FOM: Second order logic

[John Mayberry]

	In his reply to Robert Black, Steve Simpson summarises his 
position by saying that (1) second order logic isn't logic at all, and 
(2) second order logic hides a lot of set-theoretic difficulties.

 Ad (1) ("Second order logic isn't logic at all"). This claim seems to 
rest on the following fact: since the set of universally valid formulas 
of 2nd order logic is not r.e., there cannot be a complete system of 
proof procedures for second order logic that anyone can actually use. 
No one disputes this, indeed, no one *can* dispute this: it is a 
mathematical fact and can be proved. What *is* in dispute is the 
conclusion that Steve Simpson draws from this fact, namely that, on its 
own, it precludes our regarding 2d order logic as a genuine logic.
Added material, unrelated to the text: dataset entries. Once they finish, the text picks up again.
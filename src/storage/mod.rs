//! Blob locator parsing and document retrieval.
//!
//! Uploads reference documents by locator rather than sending bytes. Accepted forms:
//!
//! - virtual-hosted S3 URLs (`https://bucket.s3.region.amazonaws.com/path/to/file.pdf`)
//! - `s3://bucket/key`, mapped to the public virtual-hosted endpoint
//! - any other `http(s)` URL whose host is listed in `DOCUMENT_ALLOWED_HOSTS`
//! - `file://relative/path` or a bare relative path, resolved under a configured root
//!
//! Object keys are percent-decoded before the file name is derived from them. HTTP fetches
//! never follow redirects, and upstream error bodies are logged rather than returned.

use async_trait::async_trait;
use reqwest::{Client, StatusCode, Url};
use std::path::{Component, Path, PathBuf};
use thiserror::Error;

/// Errors raised while resolving a locator to bytes.
#[derive(Debug, Error)]
pub enum StorageError {
    /// Locator string could not be interpreted.
    #[error("invalid document locator '{locator}': {reason}")]
    InvalidLocator {
        /// Offending locator.
        locator: String,
        /// What was wrong with it.
        reason: String,
    },
    /// HTTP host is neither an S3 endpoint nor on the allowlist.
    #[error("document host '{0}' is not allowed")]
    HostNotAllowed(String),
    /// Local paths were supplied but no storage root is configured.
    #[error("local document paths are disabled (LOCAL_STORAGE_ROOT is not set)")]
    LocalDisabled,
    /// Object does not exist.
    #[error("document not found: {0}")]
    NotFound(String),
    /// Object exceeded the configured size limit.
    #[error("document is {size} bytes, above the {limit} byte limit")]
    TooLarge {
        /// Reported or observed size.
        size: u64,
        /// Configured maximum.
        limit: u64,
    },
    /// Transport or filesystem failure.
    #[error("failed to fetch document: {0}")]
    Fetch(String),
}

/// Where the bytes of a located object live.
#[derive(Debug, Clone, PartialEq, Eq)]
pub enum ObjectSource {
    /// Fetched over HTTP(S).
    Http(Url),
    /// Read from disk, relative to the storage root.
    Local(PathBuf),
}

/// A parsed document locator.
#[derive(Debug, Clone, PartialEq, Eq)]
pub struct ObjectLocator {
    /// Bucket name for S3 locators.
    pub bucket: Option<String>,
    /// Percent-decoded object key (or relative path).
    pub key: String,
    /// How to retrieve the object.
    pub source: ObjectSource,
}

impl ObjectLocator {
    /// Basename of the object key.
    pub fn file_name(&self) -> &str {
        self.key
            .rsplit('/')
            .find(|segment| !segment.is_empty())
            .unwrap_or("document")
    }
}

/// Parse a locator string into an [`ObjectLocator`].
pub fn parse_locator(raw: &str) -> Result<ObjectLocator, StorageError> {
    let locator = raw.trim();
    let invalid = |reason: &str| StorageError::InvalidLocator {
        locator: locator.to_string(),
        reason: reason.to_string(),
    };

    if locator.is_empty() {
        return Err(invalid("locator is empty"));
    }

    if let Some(rest) = locator.strip_prefix("s3://") {
        let (bucket, raw_key) = rest
            .split_once('/')
            .filter(|(bucket, key)| !bucket.is_empty() && !key.is_empty())
            .ok_or_else(|| invalid("expected s3://bucket/key"))?;
        let url = Url::parse(&format!("https://{bucket}.s3.amazonaws.com/{raw_key}"))
            .map_err(|error| invalid(&error.to_string()))?;
        return Ok(ObjectLocator {
            bucket: Some(bucket.to_string()),
            key: decode_key(raw_key).map_err(|reason| invalid(&reason))?,
            source: ObjectSource::Http(url),
        });
    }

    if locator.starts_with("http://") || locator.starts_with("https://") {
        let url = Url::parse(locator).map_err(|error| invalid(&error.to_string()))?;
        let host = url.host_str().ok_or_else(|| invalid("URL has no host"))?;
        let bucket = host
            .contains(".s3.")
            .then(|| host.split('.').next().map(str::to_string))
            .flatten();
        let raw_key = url.path().trim_start_matches('/');
        if raw_key.is_empty() {
            return Err(invalid("URL has no object path"));
        }
        let key = decode_key(raw_key).map_err(|reason| invalid(&reason))?;
        return Ok(ObjectLocator {
            bucket,
            key,
            source: ObjectSource::Http(url),
        });
    }

    let path = match locator.strip_prefix("file://") {
        Some(path) => path,
        None if locator.contains("://") => return Err(invalid("unsupported scheme")),
        None => locator,
    };
    let key = decode_key(path).map_err(|reason| invalid(&reason))?;
    let relative = PathBuf::from(&key);
    if !is_contained(&relative) {
        return Err(invalid("local paths must be relative and stay under the storage root"));
    }
    Ok(ObjectLocator {
        bucket: None,
        key,
        source: ObjectSource::Local(relative),
    })
}

fn decode_key(raw: &str) -> Result<String, String> {
    urlencoding::decode(raw)
        .map(|decoded| decoded.into_owned())
        .map_err(|error| format!("object key is not valid UTF-8: {error}"))
}

fn is_contained(path: &Path) -> bool {
    path.components().all(|component| matches!(component, Component::Normal(_) | Component::CurDir))
        && path.components().any(|component| matches!(component, Component::Normal(_)))
}

/// Interface implemented by document stores.
#[async_trait]
pub trait BlobStore: Send + Sync {
    /// Fetch the full contents of the located object.
    async fn fetch(&self, locator: &ObjectLocator) -> Result<Vec<u8>, StorageError>;
}

/// Whether `host` is an Amazon S3 endpoint.
fn is_s3_host(host: &str) -> bool {
    let host = host.to_ascii_lowercase();
    host.ends_with(".amazonaws.com")
        && (host.starts_with("s3.")
            || host.starts_with("s3-")
            || host.contains(".s3.")
            || host.contains(".s3-"))
}

/// Fetches documents over HTTP(S) or from a local root directory.
pub struct BlobClient {
    http: Client,
    local_root: Option<PathBuf>,
    max_bytes: u64,
    allowed_hosts: Vec<String>,
}

impl BlobClient {
    /// Build a client; `local_root` enables `file://` and bare-path locators.
    pub fn new(local_root: Option<PathBuf>, max_bytes: usize) -> Result<Self, StorageError> {
        let http = Client::builder()
            .user_agent("summeryai/storage")
            .redirect(reqwest::redirect::Policy::none())
            .build()
            .map_err(|error| StorageError::Fetch(error.to_string()))?;
        Ok(Self {
            http,
            local_root,
            max_bytes: max_bytes as u64,
            allowed_hosts: Vec::new(),
        })
    }

    /// Permit HTTP fetches from these hosts in addition to S3 endpoints.
    ///
    /// Entries match either the bare host or `host:port`, case-insensitively.
    pub fn with_allowed_hosts(mut self, hosts: impl IntoIterator<Item = String>) -> Self {
        self.allowed_hosts = hosts
            .into_iter()
            .map(|host| host.trim().to_ascii_lowercase())
            .filter(|host| !host.is_empty())
            .collect();
        self
    }

    fn check_host(&self, url: &Url) -> Result<(), StorageError> {
        let host = url.host_str().unwrap_or_default().to_ascii_lowercase();
        let with_port = url
            .port_or_known_default()
            .map(|port| format!("{host}:{port}"));
        let allowed = is_s3_host(&host)
            || self
                .allowed_hosts
                .iter()
                .any(|entry| *entry == host || Some(entry) == with_port.as_ref());
        if allowed {
            Ok(())
        } else {
            tracing::warn!(host = %host, "Rejected document host");
            Err(StorageError::HostNotAllowed(host))
        }
    }

    async fn fetch_http(&self, url: &Url) -> Result<Vec<u8>, StorageError> {
        self.check_host(url)?;
        let mut response = self
            .http
            .get(url.clone())
            .send()
            .await
            .map_err(|error| {
                StorageError::Fetch(format!("GET {url} failed: {}", error.without_url()))
            })?;

        let status = response.status();
        if status == StatusCode::NOT_FOUND || status == StatusCode::FORBIDDEN {
            return Err(StorageError::NotFound(url.to_string()));
        }
        if !status.is_success() {
            let body = response.text().await.unwrap_or_default();
            tracing::warn!(%url, %status, body = %body, "Document fetch failed");
            return Err(StorageError::Fetch(format!("GET {url} returned {status}")));
        }
        if let Some(length) = response.content_length()
            && length > self.max_bytes
        {
            return Err(StorageError::TooLarge {
                size: length,
                limit: self.max_bytes,
            });
        }

        let mut bytes = Vec::new();
        while let Some(chunk) = response
            .chunk()
            .await
            .map_err(|error| StorageError::Fetch(error.without_url().to_string()))?
        {
            bytes.extend_from_slice(&chunk);
            self.check_size(bytes.len())?;
        }
        Ok(bytes)
    }

    async fn fetch_local(&self, relative: &Path) -> Result<Vec<u8>, StorageError> {
        let root = self.local_root.as_ref().ok_or(StorageError::LocalDisabled)?;
        let path = root.join(relative);
        let bytes = tokio::fs::read(&path).await.map_err(|error| {
            if error.kind() == std::io::ErrorKind::NotFound {
                StorageError::NotFound(path.display().to_string())
            } else {
                StorageError::Fetch(format!("failed to read {}: {error}", path.display()))
            }
        })?;
        self.check_size(bytes.len())?;
        Ok(bytes)
    }

    fn check_size(&self, size: usize) -> Result<(), StorageError> {
        let size = size as u64;
        if size > self.max_bytes {
            return Err(StorageError::TooLarge {
                size,
                limit: self.max_bytes,
            });
        }
        Ok(())
    }
}

#[async_trait]
impl BlobStore for BlobClient {
    async fn fetch(&self, locator: &ObjectLocator) -> Result<Vec<u8>, StorageError> {
        let bytes = match &locator.source {
            ObjectSource::Http(url) => self.fetch_http(url).await?,
            ObjectSource::Local(relative) => self.fetch_local(relative).await?,
        };
        tracing::debug!(
            key = %locator.key,
            bucket = ?locator.bucket,
            bytes = bytes.len(),
            "Fetched document"
        );
        Ok(bytes)
    }
}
No 
doubt this position is defensible, but he has not defended it: he has 
merely asserted it. In particular, he has not addressed what I think is 
the central point, namely, that (a) the basic semantic definitions of 
satisfiability (in a particular structure - Tarski's definition), 
universal validity, logical consequence, and logical consistency are 
exactly parallel in the 2nd order case to the corresponding definitions 
in the 1st order case, and (b) these definitions are *logically prior* 
to the proof that, in the 1st order case, the notions of universal 
validity, logical consequence, and logical consistency can be 
characterised in terms of formal proof.

 Ad(2) ("Second order logic hides a lot of set theoretical 
difficulties") It seems to me that this is just wrong. Far from hiding 
set-theoretical difficulties, second order logic is precisely what 
reveals the extent of those difficulties to us. Surely this is obvious 
in the cases of natural number arithmetic and real analysis. In set 
theory itself, the contrast between the 1st and 2nd order versions 
raises acute difficulties about what axiomatic set theory is and how it 
can be interpreted. There is a good discussion of these difficulties in 
Shapiro's book. Kreisel has also discussed them at length in his 
classic paper "Informal rigour and completeness proofs". 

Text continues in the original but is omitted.